Ia menegaskan bahwa setiap tindakan manusia harus memiliki landasan spiritual sebagai bentuk pengabdian kepada Allah SWT. Nilai tauhid, menurutnya, tidak hanya diwujudkan dalam ritual ibadah, tetapi juga dalam seluruh aspek kehidupan sosial dan kemasyarakatan.
Lebih lanjut, Prof. Jamil menyoroti makna ibadah qurban sebagai instrumen penguatan solidaritas sosial. Menurutnya, semangat berqurban tidak boleh berhenti pada dimensi simbolik dan ritual semata, melainkan harus mampu melahirkan kepedulian nyata terhadap sesama.
“Semangat berqurban harus bertransformasi menjadi solidaritas sosial yang konkret. Kedekatan kita kepada Allah harus berbanding lurus dengan kepedulian terhadap sesama. Ibadah qurban merupakan instrumen untuk menghapus kesenjangan dan memperkuat ikatan emosional antaranggota masyarakat,” ungkapnya.

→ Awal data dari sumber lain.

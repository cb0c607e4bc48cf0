//! Governance bundle archive.
//!
//! A bundle is a deterministic tar.gz archive containing:
//! - `manifest.json`: identity, metadata, file list and integrity digest
//! - every listed file at its relative path
//! - `approvals/*.json`: zero or more signed approvals
//! - `attestation.json`: at most one provenance attestation
//!
//! The manifest and the listed files form the content section and never
//! change after build. Approvals and the attestation are side-cars that can be
//! appended later without touching the digest.
//!
//! # Modules
//!
//! - [`builder`]: assemble a bundle from inputs on disk
//! - [`reader`]: load an archive into a [`Bundle`]

pub mod archive;
pub mod builder;
pub mod limits;
pub mod reader;

use crate::digest::sha256_prefixed;
use crate::error::{BundleError, BundleResult};
use crate::types::{Approval, ApprovalIdentity, Attestation, BundleManifest};
use chrono::{DateTime, Utc};
use serde::Serialize;
use sha2::{Digest, Sha256};
use std::collections::BTreeMap;
use std::io::Write;
use std::path::Path;

pub use builder::{build, BuildOptions, BuildOutcome};
pub use limits::{ReadLimits, ReadLimitsOverrides};

/// Archive entry holding the manifest.
pub const MANIFEST_ENTRY: &str = "manifest.json";
/// Archive directory holding approval documents.
pub const APPROVALS_DIR: &str = "approvals";
/// Archive entry holding the attestation.
pub const ATTESTATION_ENTRY: &str = "attestation.json";

/// Whether `path` is reserved for bundle metadata and cannot carry content.
pub fn is_reserved_path(path: &str) -> bool {
    path == MANIFEST_ENTRY
        || path == ATTESTATION_ENTRY
        || path == APPROVALS_DIR
        || path.starts_with("approvals/")
}

/// A side-car document that could not be parsed while loading.
#[derive(Debug, Clone, PartialEq, Eq, Serialize)]
pub struct LoadDefect {
    pub entry: String,
    pub message: String,
}

/// A loaded bundle: manifest, content, side-cars and the archive bytes.
#[derive(Debug, Clone)]
pub struct Bundle {
    manifest: BundleManifest,
    /// Manifest exactly as stored, so the content hash survives rewrites.
    manifest_bytes: Vec<u8>,
    /// Every non-reserved entry, listed in the manifest or not.
    entries: BTreeMap<String, Vec<u8>>,
    approvals: Vec<Approval>,
    attestation: Option<Attestation>,
    defects: Vec<LoadDefect>,
    archive: Vec<u8>,
}

impl Bundle {
    /// Assemble a bundle from parts and encode its archive.
    pub(crate) fn from_parts(
        manifest: BundleManifest,
        manifest_bytes: Vec<u8>,
        entries: BTreeMap<String, Vec<u8>>,
    ) -> BundleResult<Self> {
        let mut bundle = Self {
            manifest,
            manifest_bytes,
            entries,
            approvals: Vec::new(),
            attestation: None,
            defects: Vec::new(),
            archive: Vec::new(),
        };
        bundle.encode()?;
        Ok(bundle)
    }

    /// Open and load an archive from disk with default limits.
    pub fn open(path: impl AsRef<Path>) -> BundleResult<Self> {
        reader::open_with_limits(path.as_ref(), &ReadLimits::default())
    }

    /// Open an archive from disk with explicit limits.
    pub fn open_with_limits(path: impl AsRef<Path>, limits: &ReadLimits) -> BundleResult<Self> {
        reader::open_with_limits(path.as_ref(), limits)
    }

    /// Load an archive already in memory.
    pub fn from_bytes(bytes: Vec<u8>, limits: &ReadLimits) -> BundleResult<Self> {
        reader::from_bytes(bytes, limits)
    }

    pub fn manifest(&self) -> &BundleManifest {
        &self.manifest
    }

    /// Digest recorded in the manifest (not recomputed).
    pub fn digest(&self) -> &str {
        self.manifest.digest()
    }

    pub fn approvals(&self) -> &[Approval] {
        &self.approvals
    }

    pub fn attestation(&self) -> Option<&Attestation> {
        self.attestation.as_ref()
    }

    pub fn defects(&self) -> &[LoadDefect] {
        &self.defects
    }

    pub fn archive_bytes(&self) -> &[u8] {
        &self.archive
    }

    /// Raw bytes of a content entry.
    pub fn file_bytes(&self, path: &str) -> Option<&[u8]> {
        self.entries.get(path).map(Vec::as_slice)
    }

    /// Content entries present in the archive but absent from the manifest.
    pub fn unlisted_entries(&self) -> Vec<&str> {
        self.entries
            .keys()
            .filter(|p| self.manifest.file(p).is_none())
            .map(String::as_str)
            .collect()
    }

    /// Listed files paired with their bytes, in manifest order.
    pub fn files(&self) -> impl Iterator<Item = (&crate::types::FileEntry, Option<&[u8]>)> {
        self.manifest
            .files
            .iter()
            .map(move |f| (f, self.file_bytes(&f.path)))
    }

    /// Hash of the content section: stored manifest bytes followed by each
    /// listed file's bytes in manifest order.
    pub fn content_hash(&self) -> String {
        let mut hasher = Sha256::new();
        hasher.update(&self.manifest_bytes);
        for bytes in self.files().filter_map(|(_, bytes)| bytes) {
            hasher.update(bytes);
        }
        format!("sha256:{}", hex::encode(hasher.finalize()))
    }

    /// Hash of the full archive as currently encoded.
    pub fn archive_hash(&self) -> String {
        sha256_prefixed(&self.archive)
    }

    /// Append an approval. The manifest and digest are untouched.
    pub fn add_approval(&mut self, approval: Approval) -> BundleResult<()> {
        self.approvals.push(approval);
        self.encode()
    }

    /// Attach (or replace) the attestation.
    pub fn set_attestation(&mut self, attestation: Attestation) -> BundleResult<()> {
        self.attestation = Some(attestation);
        self.encode()
    }

    /// Write the archive to `path`, replacing it atomically.
    pub fn write_to(&self, path: impl AsRef<Path>) -> BundleResult<()> {
        write_atomic(path.as_ref(), &self.archive)
    }

    /// Summary for inspection; performs no verification.
    pub fn info(&self) -> BundleInfo {
        BundleInfo {
            id: self.manifest.id.clone(),
            version: self.manifest.version.clone(),
            schema: self.manifest.schema.clone(),
            created: self.manifest.created,
            governance_level: self.manifest.governance_level.clone(),
            digest: self.manifest.integrity.digest.clone(),
            file_count: self.manifest.files.len(),
            total_size: self.manifest.total_size(),
            approvals: self.approvals.iter().map(Approval::identity).collect(),
            has_attestation: self.attestation.is_some(),
        }
    }

    fn encode(&mut self) -> BundleResult<()> {
        let mut docs: Vec<(String, Vec<u8>)> = Vec::with_capacity(self.approvals.len() + 1);
        for (index, approval) in self.approvals.iter().enumerate() {
            let name = format!("{}/{:04}-{}", APPROVALS_DIR, index, approval.file_name());
            let bytes = serde_json::to_vec_pretty(approval)
                .map_err(|e| BundleError::malformed(format!("encoding approval: {e}")))?;
            docs.push((name, bytes));
        }
        if let Some(attestation) = &self.attestation {
            let bytes = serde_json::to_vec_pretty(attestation)
                .map_err(|e| BundleError::malformed(format!("encoding attestation: {e}")))?;
            docs.push((ATTESTATION_ENTRY.to_string(), bytes));
        }

        let mut entries: Vec<(&str, &[u8])> =
            Vec::with_capacity(self.entries.len() + docs.len() + 1);
        entries.push((MANIFEST_ENTRY, self.manifest_bytes.as_slice()));
        for file in &self.manifest.files {
            if let Some(bytes) = self.entries.get(&file.path) {
                entries.push((file.path.as_str(), bytes.as_slice()));
            }
        }
        for (path, bytes) in &self.entries {
            if self.manifest.file(path).is_none() {
                entries.push((path.as_str(), bytes.as_slice()));
            }
        }
        for (name, bytes) in &docs {
            entries.push((name.as_str(), bytes.as_slice()));
        }

        self.archive = archive::write_archive(Vec::new(), &entries)
            .map_err(|e| BundleError::io("encode archive", MANIFEST_ENTRY, e))?;
        Ok(())
    }
}

/// Inspection summary of a bundle.
#[derive(Debug, Clone, PartialEq, Serialize)]
pub struct BundleInfo {
    pub id: String,
    pub version: String,
    pub schema: String,
    pub created: DateTime<Utc>,
    pub governance_level: String,
    pub digest: String,
    pub file_count: usize,
    pub total_size: u64,
    pub approvals: Vec<ApprovalIdentity>,
    pub has_attestation: bool,
}

/// Write bytes next to `path` and rename into place so readers never see a
/// partial archive.
pub(crate) fn write_atomic(path: &Path, bytes: &[u8]) -> BundleResult<()> {
    let parent = match path.parent() {
        Some(p) if !p.as_os_str().is_empty() => p,
        _ => Path::new("."),
    };
    let mut tmp = tempfile::NamedTempFile::new_in(parent)
        .map_err(|e| BundleError::io("create temporary archive", parent, e))?;
    tmp.write_all(bytes)
        .and_then(|_| tmp.as_file().sync_all())
        .map_err(|e| BundleError::io("write archive", tmp.path().to_path_buf(), e))?;
    tmp.persist(path)
        .map_err(|e| BundleError::io("persist archive", path, e.error))?;
    Ok(())
}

Pada bagian akhir khutbahnya, Prof. Jamil juga menekankan pentingnya pembangunan karakter generasi muda. Ia mengingatkan bahwa generasi mendatang harus dipersiapkan tidak hanya memiliki kecerdasan intelektual, tetapi juga keteguhan moral dan arah hidup yang jelas.
“Generasi masa depan harus memiliki visi hidup yang kuat. Mereka harus dipersiapkan menjadi pribadi yang siap berjihad dalam makna pengabdian yang luas demi kemaslahatan masyarakat, bangsa, dan negara,” pungkasnya.
Rangkaian ibadah Idul Adha tersebut turut diisi dengan prosesi penyembelihan hewan qurban yang akan disalurkan kepada masyarakat. Pada kesempatan itu, bantuan hewan qurban dari Presiden Republik Indonesia sebanyak dua ekor serta satu ekor bantuan dari Gubernur Sumatera Utara diserahkan untuk masyarakat Kota Binjai.
Sebelum pelaksanaan salat Idul Adha, suasana keakraban tampak terjalin saat Gubernur Sumatera Utara, Wakil Gubernur Sumatera Utara, dan Wali Kota Binjai melaksanakan sarapan bersama. Momen tersebut mencerminkan sinergisitas yang harmonis antara pemerintah provinsi dan pemerintah kota dalam membangun kebersamaan dan memperkuat pelayanan kepada masyarakat.
Perayaan Idul Adha 1447 H di Binjai tidak hanya menjadi seremoni keagamaan, tetapi juga momentum mempertegas pentingnya integrasi antara ketakwaan personal dan tanggung jawab sosial dalam mewujudkan masyarakat yang berkarakter, harmonis, dan berkeadaban.